What to produce: Please retype the material beneath this task exactly, starting with its first line and finishing with the line containing "impl<T, E: std::fmt::Display>".

Extracted entries:
//! Shared value types

/// Outcome of a best-effort step
///
/// Loop extraction and style transfer never fail a job. Instead of swallowing
/// errors they report `Degraded` with the reason, and the caller picks the
/// fallback explicitly.
#[derive(Debug, Clone, PartialEq)]
pub enum BestEffort<T> {
    /// Step produced its value
    Applied(T),
    /// Step could not run; caller continues without it
    Degraded { reason: String },
}

impl<T> BestEffort<T> {
    pub fn degraded(reason: impl Into<String>) -> Self {
        BestEffort::Degraded {
            reason: reason.into(),
        }
    }

    pub fn is_applied(&self) -> bool {
        matches!(self, BestEffort::Applied(_))
    }

    /// Value if applied, otherwise `fallback`
    pub fn unwrap_or(self, fallback: T) -> T {
        match self {
            BestEffort::Applied(value) => value,
            BestEffort::Degraded { .. } => fallback,
        }
    }

    pub fn unwrap_or_default(self) -> T
    where
        T: Default,
    {
        self.applied().unwrap_or_default()
    }

    pub fn applied(self) -> Option<T> {
        match self {
            BestEffort::Applied(value) => Some(value),
            BestEffort::Degraded { .. } => None,
        }
    }

    pub fn reason(&self) -> Option<&str> {
        match self {
            BestEffort::Applied(_) => None,
            BestEffort::Degraded { reason } => Some(reason),
        }
    }
}

impl<T, E: std::fmt::Display> From<Result<T, E>> for BestEffort<T> {
    fn from(result: Result<T, E>) -> Self {
        match result {
            Ok(value) => BestEffort::Applied(value),
            Err(e) => BestEffort::degraded(e.to_string()),
        }
    }
}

Written answer:
//! Shared value types

/// Outcome of a best-effort step
///
/// Loop extraction and style transfer never fail a job. Instead of swallowing
/// errors they report `Degraded` with the reason, and the caller picks the
/// fallback explicitly.
#[derive(Debug, Clone, PartialEq)]
pub enum BestEffort<T> {
    /// Step produced its value
    Applied(T),
    /// Step could not run; caller continues without it
    Degraded { reason: String },
}

impl<T> BestEffort<T> {
    pub fn degraded(reason: impl Into<String>) -> Self {
        BestEffort::Degraded {
            reason: reason.into(),
        }
    }

    pub fn is_applied(&self) -> bool {
        matches!(self, BestEffort::Applied(_))
    }

    /// Value if applied, otherwise `fallback`
    pub fn unwrap_or(self, fallback: T) -> T {
        match self {
            BestEffort::Applied(value) => value,
            BestEffort::Degraded { .. } => fallback,
        }
    }

    pub fn unwrap_or_default(self) -> T
    where
        T: Default,
    {
        self.applied().unwrap_or_default()
    }

    pub fn applied(self) -> Option<T> {
        match self {
            BestEffort::Applied(value) => Some(value),
            BestEffort::Degraded { .. } => None,
        }
    }

    pub fn reason(&self) -> Option<&str> {
        match self {
            BestEffort::Applied(_) => None,
            BestEffort::Degraded { reason } => Some(reason),
        }
    }
}

impl<T, E: std::fmt::Display> From<Result<T, E>> for BestEffort<T> {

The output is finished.